Over 130 Athens Chapter members, friends, family and young ones, gathered at ENOA again this year for food, fun and and fireworks to celebrate the nation’s birthday.

Grim realities that made some feel less than celebratory were put to work. Don’t like what you see? Change it! (BTW, have we mentioned Register, Vote, November?) This is what Democracy looks like!

Selfies and a petition to replace 45’s brutal, pandering-to-base, zero-tolerance immigration policies with effective, humane practices set the theme. The petition is to be sent on to DA global, hopefully to be passed on to DNC. If you’d like to add your John Hancock, reply on this email and we’ll get it to you.

The political message was reinforced by the flower-bordered Wall piñata, and small Dems bashed it to pieces. It wasn’t easy! But the rewards were many! Let the children inspire us!

We had great support this year from Omar Alshamy and the ENOA kitchen and grounds crews. Again, we had solid help from our accounting firm, CompuTax, in filing and pushing through one of two VAT exemptions offered to non-profit associations by the Greek Tax Service.

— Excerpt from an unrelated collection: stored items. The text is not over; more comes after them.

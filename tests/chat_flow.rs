//! Integration tests for 1:1 chats, message sending and the live/fallback
//! delivery split.

mod common;

use common::{connect, drain, seed_users, test_app};
use palaverd::events::ServerEvent;
use palaverd::models::MediaDescriptor;

#[tokio::test]
async fn test_direct_chat_shape() {
    let app = test_app().await;
    let users = seed_users(&app, 2).await;

    let chat = app
        .gate
        .access_chat(users[0], users[1])
        .await
        .expect("direct chat");

    assert!(!chat.is_group_chat);
    assert!(!chat.is_protected);
    assert_eq!(chat.users.len(), 2);
    assert!(chat.group_admin.is_none());
}

#[tokio::test]
async fn test_access_chat_is_idempotent() {
    let app = test_app().await;
    let users = seed_users(&app, 2).await;

    let first = app
        .gate
        .access_chat(users[0], users[1])
        .await
        .expect("first call");
    let second = app
        .gate
        .access_chat(users[1], users[0])
        .await
        .expect("swapped order");
    assert_eq!(first.id, second.id);

    // Concurrent find-or-create converges on one chat.
    let (a, b) = tokio::join!(
        app.gate.access_chat(users[0], users[1]),
        app.gate.access_chat(users[0], users[1]),
    );
    assert_eq!(a.expect("a").id, first.id);
    assert_eq!(b.expect("b").id, first.id);
}

#[tokio::test]
async fn test_access_chat_rejects_self_and_unknown_peers() {
    let app = test_app().await;
    let users = seed_users(&app, 1).await;

    let err = app
        .gate
        .access_chat(users[0], users[0])
        .await
        .expect_err("self chat");
    assert_eq!(err.status_code(), 400);

    let err = app
        .gate
        .access_chat(users[0], 999_999)
        .await
        .expect_err("unknown peer");
    assert_eq!(err.status_code(), 404);
}

#[tokio::test]
async fn test_send_message_validates_input_and_membership() {
    let app = test_app().await;
    let users = seed_users(&app, 3).await;

    let chat = app
        .gate
        .access_chat(users[0], users[1])
        .await
        .expect("direct chat");

    let err = app
        .gate
        .send_message(users[0], chat.id, Some("   "), None)
        .await
        .expect_err("blank content, no media");
    assert_eq!(err.status_code(), 400);

    let err = app
        .gate
        .send_message(users[2], chat.id, Some("hi"), None)
        .await
        .expect_err("non-member sender");
    assert_eq!(err.status_code(), 403);

    let err = app
        .gate
        .send_message(users[0], 999_999, Some("hi"), None)
        .await
        .expect_err("absent chat");
    assert_eq!(err.status_code(), 404);
}

#[tokio::test]
async fn test_send_message_updates_latest_and_history_order() {
    let app = test_app().await;
    let users = seed_users(&app, 2).await;

    let chat = app
        .gate
        .access_chat(users[0], users[1])
        .await
        .expect("direct chat");

    let first = app
        .gate
        .send_message(users[0], chat.id, Some("one"), None)
        .await
        .expect("send");
    let second = app
        .gate
        .send_message(users[1], chat.id, Some("two"), None)
        .await
        .expect("send");
    assert!(second.id > first.id);

    let history = app
        .gate
        .messages_for_chat(chat.id)
        .await
        .expect("history");
    assert_eq!(
        history.iter().map(|m| m.id).collect::<Vec<_>>(),
        vec![first.id, second.id],
        "history is creation order"
    );

    let refreshed = app
        .gate
        .access_chat(users[0], users[1])
        .await
        .expect("refetch");
    assert_eq!(
        refreshed.latest_message.map(|m| m.id),
        Some(second.id),
        "latest message tracks the newest send"
    );
}

#[tokio::test]
async fn test_media_message_round_trip() {
    let app = test_app().await;
    let users = seed_users(&app, 2).await;

    let chat = app
        .gate
        .access_chat(users[0], users[1])
        .await
        .expect("direct chat");

    let media = MediaDescriptor {
        url: "https://cdn.example/uploads/report.pdf".into(),
        media_type: "pdf".into(),
        filename: Some("report.pdf".into()),
        size: Some(48_213),
    };

    // Media-only messages are valid; blank content is normalized away.
    let sent = app
        .gate
        .send_message(users[0], chat.id, Some(""), Some(media.clone()))
        .await
        .expect("media message");
    assert_eq!(sent.content, None);
    assert_eq!(sent.media.as_ref(), Some(&media));

    let fetched = app
        .gate
        .db()
        .messages()
        .find_populated(sent.id)
        .await
        .expect("lookup")
        .expect("exists");
    assert_eq!(fetched.media, Some(media));
}

#[tokio::test]
async fn test_present_member_gets_live_delivery() {
    let app = test_app().await;
    let users = seed_users(&app, 2).await;

    let chat = app
        .gate
        .access_chat(users[0], users[1])
        .await
        .expect("direct chat");

    let (conn, mut rx) = connect(&app, users[1]);
    app.registry.join(chat.id, conn);

    let sent = app
        .gate
        .send_message(users[0], chat.id, Some("hello"), None)
        .await
        .expect("send");

    let events = drain(&mut rx);
    assert_eq!(events.len(), 1);
    match &events[0] {
        ServerEvent::MessageReceived { message } => {
            assert_eq!(message.id, sent.id);
            assert_eq!(message.sender.id, users[0]);
        }
        other => panic!("unexpected event: {other:?}"),
    }
    assert_eq!(
        app.dispatcher.notifications().pending_count(users[1]),
        0,
        "live delivery leaves nothing pending"
    );
}

#[tokio::test]
async fn test_absent_member_accumulates_notifications() {
    let app = test_app().await;
    let users = seed_users(&app, 2).await;

    let chat = app
        .gate
        .access_chat(users[0], users[1])
        .await
        .expect("direct chat");

    let first = app
        .gate
        .send_message(users[0], chat.id, Some("one"), None)
        .await
        .expect("send");
    assert_eq!(app.dispatcher.notifications().pending_count(users[1]), 1);

    let second = app
        .gate
        .send_message(users[0], chat.id, Some("two"), None)
        .await
        .expect("send");
    assert_eq!(
        app.dispatcher.notifications().pending_count(users[1]),
        2,
        "distinct messages accumulate, no merge or loss"
    );

    let drained = app.dispatcher.notifications().take(users[1]);
    assert_eq!(
        drained.iter().map(|n| n.message_id).collect::<Vec<_>>(),
        vec![first.id, second.id]
    );
    assert_eq!(app.dispatcher.notifications().pending_count(users[1]), 0);
}

#[tokio::test]
async fn test_redispatch_re_reads_the_store() {
    let app = test_app().await;
    let users = seed_users(&app, 3).await;

    let chat = app
        .gate
        .access_chat(users[0], users[1])
        .await
        .expect("direct chat");
    let sent = app
        .gate
        .send_message(users[0], chat.id, Some("hello"), None)
        .await
        .expect("send");

    let (conn, mut rx) = connect(&app, users[1]);
    app.registry.join(chat.id, conn);

    // The wire `new message` path: re-read by id and fan out.
    app.gate
        .dispatch_existing(sent.id, users[0])
        .await
        .expect("redispatch");
    assert_eq!(drain(&mut rx).len(), 1);

    let err = app
        .gate
        .dispatch_existing(999_999, users[0])
        .await
        .expect_err("unknown message");
    assert_eq!(err.status_code(), 404);

    let err = app
        .gate
        .dispatch_existing(sent.id, users[2])
        .await
        .expect_err("requester outside the chat");
    assert_eq!(err.status_code(), 403);
}

#[tokio::test]
async fn test_fetch_chats_orders_by_activity() {
    let app = test_app().await;
    let users = seed_users(&app, 3).await;

    let older = app
        .gate
        .access_chat(users[0], users[1])
        .await
        .expect("chat a");
    tokio::time::sleep(std::time::Duration::from_millis(10)).await;
    let newer = app
        .gate
        .create_group("Team", &[users[1], users[2]], users[0], None)
        .await
        .expect("chat b");

    // Activity in the older chat bumps it to the front.
    tokio::time::sleep(std::time::Duration::from_millis(10)).await;
    app.gate
        .send_message(users[0], older.id, Some("ping"), None)
        .await
        .expect("send");

    let chats = app.gate.fetch_chats(users[0]).await.expect("fetch");
    assert_eq!(chats.len(), 2);
    assert_eq!(chats[0].id, older.id);
    assert_eq!(chats[1].id, newer.id);

    // A user outside both sees neither.
    let none = app
        .gate
        .fetch_chats(999_999)
        .await
        .expect("fetch for unknown user");
    assert!(none.is_empty());
}
//! Message repository.
//!
//! Messages are immutable once created; the only delete path is the chat
//! cascade in `ChatRepository::delete`. Creation order is the autoincrement
//! id, which the dispatcher relies on for per-chat delivery order.

use super::DbError;
use crate::models::{ChatId, MediaDescriptor, Message, MessageId, UserId, UserProfile};
use sqlx::SqlitePool;

type MessageTuple = (
    i64,
    i64,
    Option<String>,
    Option<String>,
    Option<String>,
    Option<String>,
    Option<i64>,
    i64,
    i64,
    String,
    Option<String>,
    String,
);

const MESSAGE_SELECT: &str = r#"
    SELECT m.id, m.chat_id, m.content,
           m.media_url, m.media_type, m.media_filename, m.media_size,
           m.created_at,
           u.id, u.name, u.avatar_url, u.email
    FROM messages m JOIN users u ON u.id = m.sender_id
"#;

fn message_from_tuple(t: MessageTuple) -> Message {
    let (
        id,
        chat_id,
        content,
        media_url,
        media_type,
        media_filename,
        media_size,
        created_at,
        sender_id,
        sender_name,
        sender_avatar,
        sender_email,
    ) = t;

    let media = match (media_url, media_type) {
        (Some(url), Some(media_type)) => Some(MediaDescriptor {
            url,
            media_type,
            filename: media_filename,
            size: media_size,
        }),
        _ => None,
    };

    Message {
        id,
        chat_id,
        sender: UserProfile {
            id: sender_id,
            name: sender_name,
            avatar_url: sender_avatar,
            email: sender_email,
        },
        content,
        media,
        created_at,
    }
}

/// Repository for message operations.
pub struct MessageRepository<'a> {
    pool: &'a SqlitePool,
}

impl<'a> MessageRepository<'a> {
    /// Create a new message repository.
    pub fn new(pool: &'a SqlitePool) -> Self {
        Self { pool }
    }

    /// Persist a message and return its id.
    pub async fn create(
        &self,
        chat: ChatId,
        sender: UserId,
        content: Option<&str>,
        media: Option<&MediaDescriptor>,
    ) -> Result<MessageId, DbError> {
        let now = chrono::Utc::now().timestamp_millis();

        let result = sqlx::query(
            r#"
            INSERT INTO messages
                (chat_id, sender_id, content, media_url, media_type, media_filename, media_size, created_at)
            VALUES (?, ?, ?, ?, ?, ?, ?, ?)
            "#,
        )
        .bind(chat)
        .bind(sender)
        .bind(content)
        .bind(media.map(|m| m.url.as_str()))
        .bind(media.map(|m| m.media_type.as_str()))
        .bind(media.and_then(|m| m.filename.as_deref()))
        .bind(media.and_then(|m| m.size))
        .bind(now)
        .execute(self.pool)
        .await?;

        Ok(result.last_insert_rowid())
    }

    /// Fetch a message with its sender profile populated.
    pub async fn find_populated(&self, id: MessageId) -> Result<Option<Message>, DbError> {
        let row = sqlx::query_as::<_, MessageTuple>(&format!("{MESSAGE_SELECT} WHERE m.id = ?"))
            .bind(id)
            .fetch_optional(self.pool)
            .await?;

        Ok(row.map(message_from_tuple))
    }

    /// Full history for a chat in creation order.
    pub async fn list_for_chat(&self, chat: ChatId) -> Result<Vec<Message>, DbError> {
        let rows = sqlx::query_as::<_, MessageTuple>(&format!(
            "{MESSAGE_SELECT} WHERE m.chat_id = ? ORDER BY m.id"
        ))
        .bind(chat)
        .fetch_all(self.pool)
        .await?;

        Ok(rows.into_iter().map(message_from_tuple).collect())
    }

    /// Number of messages referencing a chat.
    pub async fn count_for_chat(&self, chat: ChatId) -> Result<i64, DbError> {
        let (count,): (i64,) =
            sqlx::query_as("SELECT COUNT(*) FROM messages WHERE chat_id = ?")
                .bind(chat)
                .fetch_one(self.pool)
                .await?;

        Ok(count)
    }
}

Still, success depends on hard-working volunteers. So a round of applause for:

Early planning: Nikki Fellouris, Marion Kavallieros, and ExCom. Sign-in and ticketing: Charity Moschopoulos, Nick Loisos, Anna Haughton, Stacey Papaioannou. Decorations: Marion Kavallieros. Food Service: Steve Medeiros, Fern Velentzes, Jimmy Katsinis, Zoe Loukopoulos. Beverage Service: Kristin, Iannis and Annalie Zissis. Microphone: Kate Wattles. Promotions: Christina Manning. Selfies Help: Karine Ancelin. Piñata and Lemonade: Sarajane Leone, Charity Moschopoulos, Jai Salvador, Elizabeth Fullerton, Popi Stratis, Kristin Zissis, Annalie Zissis, Karen Lee. Piñata bashing mgrs: Jai Salvador, Christina Lewis, Emma Hensley. Annalie Zissis (capped the final blow!) Declaration History: Vasilios Gikas; read by Steve Medeiros. Declaration Text: read by Emma Hensley. Pyrotechnics: Brady Kiesling and 2 brave young guests of John Lewis. Donations: Site rent, fireworks, beer and mountain tea, lemonade, ice, watermelons, cupcakes, zucchini bread, DJ/playlist and singer, piñata materials, plus €60 in cash donations.

Again this year, we put up a feedback form for AthChap attendees and want to thank the 17 who have taken time to share thoughts and suggestions for next year.